To do >>
Pull each line holding "requests" out of the entries below.
====
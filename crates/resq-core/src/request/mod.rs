//! Module: request
//! Responsibility: turn simplified predicates into backend equality requests.
//! Does not own: simplification or backend I/O.
//! Boundary: consumes `Simplifier` output, feeds `ResourceBackend::fetch`.

use crate::{
    predicate::{CompareOp, Predicate},
    resource::PropertyId,
    value::Value,
};
use derive_more::{Deref, IntoIterator};
use std::collections::BTreeMap;
use tracing::trace;

///
/// PropertyRequest
///
/// Set of property/value equality constraints for one backend call.
/// An empty request is unconstrained and asks for every resource.
///

#[derive(Clone, Debug, Default, Deref, Eq, IntoIterator, PartialEq)]
pub struct PropertyRequest(BTreeMap<PropertyId, Value>);

impl PropertyRequest {
    #[must_use]
    pub fn new() -> Self {
        Self::default()
    }

    #[must_use]
    pub fn with(mut self, property: impl Into<PropertyId>, value: impl Into<Value>) -> Self {
        self.0.insert(property.into(), value.into());
        self
    }

    #[must_use]
    pub fn is_unconstrained(&self) -> bool {
        self.0.is_empty()
    }

    // False when the property is already pinned to a different value.
    fn constrain(&mut self, property: &PropertyId, value: &Value) -> bool {
        match self.0.get(property) {
            Some(existing) => existing == value,
            None => {
                self.0.insert(property.clone(), value.clone());
                true
            }
        }
    }
}

impl FromIterator<(PropertyId, Value)> for PropertyRequest {
    fn from_iter<I: IntoIterator<Item = (PropertyId, Value)>>(iter: I) -> Self {
        Self(iter.into_iter().collect())
    }
}

///
/// Build one request per simplified predicate.
///
/// Rules:
/// - TRUE                         → unconstrained request
/// - p = v                        → { p: v }
/// - AND(..)                      → merged constraints of every child
/// - NOT(..), OR(..), non-equality → no constraint (left to the post-filter)
/// - FALSE, OR(), p = v AND p = w  → no request (cannot match)
///
/// Duplicate requests are dropped, keeping first-occurrence order. Any
/// unconstrained request subsumes the rest and is returned alone.
///
#[must_use]
pub fn request_maps(simplified: &[Predicate]) -> Vec<PropertyRequest> {
    let mut out: Vec<PropertyRequest> = Vec::with_capacity(simplified.len());

    for predicate in simplified {
        let mut request = PropertyRequest::new();
        if !collect_constraints(predicate, &mut request) {
            trace!(predicate = %predicate, "predicate cannot match; no request issued");
            continue;
        }

        if request.is_unconstrained() {
            return vec![request];
        }
        if !out.contains(&request) {
            out.push(request);
        }
    }

    out
}

// Returns false when the predicate can never match.
fn collect_constraints(predicate: &Predicate, request: &mut PropertyRequest) -> bool {
    match predicate {
        Predicate::True | Predicate::Not(_) => true,
        Predicate::False => false,

        // No single branch can be pinned; fetch unconstrained and let the
        // post-filter decide. An empty OR matches nothing.
        Predicate::Or(children) => !children.is_empty(),

        Predicate::And(children) => children
            .iter()
            .all(|child| collect_constraints(child, request)),

        Predicate::Compare(cmp) => match cmp.op {
            CompareOp::Eq => request.constrain(&cmp.property, &cmp.value),
            _ => true,
        },
    }
}

///
/// TESTS
///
====
Answer below >>
//! Responsibility: turn simplified predicates into backend equality requests.
/// Duplicate requests are dropped, keeping first-occurrence order. Any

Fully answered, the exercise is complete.